Your task is to find every line in the records that holds the string "exists" and copy it.

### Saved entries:
┄┄┄┄┄┄
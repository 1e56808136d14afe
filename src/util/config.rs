//! Configuration file support for Dockyard.
//!
//! Dockyard supports two configuration file locations:
//! - Global: `~/.dockyard/config.toml` - User-wide defaults
//! - Project: `.dockyard/config.toml` - Project-specific overrides
//!
//! Project config takes precedence over global config.

use std::path::{Path, PathBuf};

use anyhow::{Context, Result};
use serde::{Deserialize, Serialize};

/// Swift version used when neither settings nor config name one.
pub const DEFAULT_SWIFT_VERSION: &str = "5.0";

/// Development region used when config does not name one.
pub const DEFAULT_DEVELOPMENT_REGION: &str = "en";

/// Helper command written into embed scripts by default.
pub const DEFAULT_EMBED_COMMAND: &str = "dockyard";

/// Dockyard configuration.
#[derive(Debug, Clone, Default, Serialize, Deserialize)]
#[serde(default)]
pub struct Config {
    /// Generation settings
    pub generation: GenerationConfig,
}

/// Generation-related configuration.
#[derive(Debug, Clone, Default, Serialize, Deserialize)]
#[serde(default, rename_all = "kebab-case")]
pub struct GenerationConfig {
    /// Default `SWIFT_VERSION` for targets that don't set one
    pub swift_version: Option<String>,

    /// Development region of generated projects
    pub development_region: Option<String>,

    /// Organization name recorded on generated projects
    pub organization_name: Option<String>,

    /// Name of the generated `.xcodeproj`; `{name}` expands to the project name
    pub project_name_template: Option<String>,

    /// Helper binary invoked by embed scripts
    pub embed_command: Option<String>,
}

impl Config {
    /// Load configuration from a file.
    pub fn load(path: &Path) -> Result<Self> {
        let contents = std::fs::read_to_string(path)
            .with_context(|| format!("failed to read config file: {}", path.display()))?;

        toml::from_str(&contents)
            .with_context(|| format!("failed to parse config file: {}", path.display()))
    }

    /// Load configuration with fallback to defaults if file doesn't exist.
    pub fn load_or_default(path: &Path) -> Self {
        if path.exists() {
            Self::load(path).unwrap_or_else(|e| {
                tracing::warn!("Failed to load config from {}: {:#}", path.display(), e);
                Self::default()
            })
        } else {
            Self::default()
        }
    }

    /// Merge another config into this one (other takes precedence).
    pub fn merge(&mut self, other: Config) {
        let generation = other.generation;
        if generation.swift_version.is_some() {
            self.generation.swift_version = generation.swift_version;
        }
        if generation.development_region.is_some() {
            self.generation.development_region = generation.development_region;
        }
        if generation.organization_name.is_some() {
            self.generation.organization_name = generation.organization_name;
        }
        if generation.project_name_template.is_some() {
            self.generation.project_name_template = generation.project_name_template;
        }
        if generation.embed_command.is_some() {
            self.generation.embed_command = generation.embed_command;
        }
    }

    /// The Swift version forced onto targets without an explicit one.
    pub fn swift_version(&self) -> &str {
        self.generation
            .swift_version
            .as_deref()
            .unwrap_or(DEFAULT_SWIFT_VERSION)
    }

    /// The development region of generated projects.
    pub fn development_region(&self) -> &str {
        self.generation
            .development_region
            .as_deref()
            .unwrap_or(DEFAULT_DEVELOPMENT_REGION)
    }

    /// The helper command used in embed scripts.
    pub fn embed_command(&self) -> &str {
        self.generation
            .embed_command
            .as_deref()
            .unwrap_or(DEFAULT_EMBED_COMMAND)
    }

    /// Expand the project name template for a project.
    pub fn project_file_name(&self, name: &str) -> String {
        match &self.generation.project_name_template {
            Some(template) => template.replace("{name}", name),
            None => name.to_string(),
        }
    }
}

/// Load merged configuration from global and project locations.
///
/// Order of precedence (highest to lowest):
/// 1. Project config (.dockyard/config.toml)
/// 2. Global config (~/.dockyard/config.toml)
/// 3. Defaults
pub fn load_config(global_path: &Path, project_path: &Path) -> Config {
    let mut config = Config::default();

    if global_path.exists() {
        config.merge(Config::load_or_default(global_path));
    }

    // Project config overrides global
    if project_path.exists() {
        config.merge(Config::load_or_default(project_path));
    }

    config
}

/// Load the configuration that applies to a project root.
pub fn load_config_for(root: &Path) -> Config {
    let global = global_config_path().unwrap_or_default();
    load_config(&global, &project_config_path(root))
}

/// Get the global dockyard config directory (~/.dockyard).
pub fn global_config_dir() -> Option<PathBuf> {
    directories::BaseDirs::new().map(|b| b.home_dir().join(".dockyard"))
}

/// Get the global config path (~/.dockyard/config.toml).
pub fn global_config_path() -> Option<PathBuf> {
    global_config_dir().map(|dir| dir.join("config.toml"))
}

/// Get the project config path (.dockyard/config.toml).
pub fn project_config_path(project_root: &Path) -> PathBuf {
    project_root.join(".dockyard").join("config.toml")
}
//! Hashing utilities for stable object identifiers.

use sha2::{Digest, Sha256};

/// Length of an Xcode object identifier, in hex characters.
pub const OBJECT_ID_LEN: usize = 24;

/// A hasher for building identifiers from multiple components.
#[derive(Default)]
pub struct Fingerprint {
    hasher: Sha256,
}

impl Fingerprint {
    /// Create a new fingerprint builder.
    pub fn new() -> Self {
        Fingerprint {
            hasher: Sha256::new(),
        }
    }

    /// Add a string component to the fingerprint.
    pub fn update_str(&mut self, s: &str) -> &mut Self {
        self.hasher.update(s.as_bytes());
        self.hasher.update(b"\0"); // Separator
        self
    }

    /// Add a counter, used to disambiguate otherwise identical keys.
    pub fn update_u64(&mut self, n: u64) -> &mut Self {
        self.hasher.update(n.to_le_bytes());
        self
    }

    /// Finalize and return the fingerprint as a hex string.
    pub fn finish(self) -> String {
        hex::encode(self.hasher.finalize())
    }

    /// Finalize into a 24 character uppercase identifier, the shape Xcode
    /// uses for object references.
    pub fn finish_object_id(self) -> String {
        self.finish()[..OBJECT_ID_LEN].to_uppercase()
    }
}

#[cfg(test)]
mod tests {
    use super::*;

    #[test]
    fn test_fingerprint() {
        let fp1 = {
            let mut fp = Fingerprint::new();
            fp.update_str("PBXFileReference").update_str("/p/a.swift");
            fp.finish()
        };

        let fp2 = {
            let mut fp = Fingerprint::new();
            fp.update_str("PBXFileReference").update_str("/p/a.swift");
            fp.finish()
        };

        let fp3 = {
            let mut fp = Fingerprint::new();
            fp.update_str("PBXFileReference").update_str("/p/b.swift");
            fp.finish()
        };

        assert_eq!(fp1, fp2);
        assert_ne!(fp1, fp3);
    }

    #[test]
    fn test_object_id_shape() {
        let mut fp = Fingerprint::new();
        fp.update_str("PBXGroup").update_str("/p/Sources").update_u64(1);
        let id = fp.finish_object_id();
        assert_eq!(id.len(), OBJECT_ID_LEN);
        assert!(id.chars().all(|c| c.is_ascii_digit() || c.is_ascii_uppercase()));
    }
}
┄┄┄┄┄┄
### Completed exercise:
        if path.exists() {
    if global_path.exists() {
    if project_path.exists() {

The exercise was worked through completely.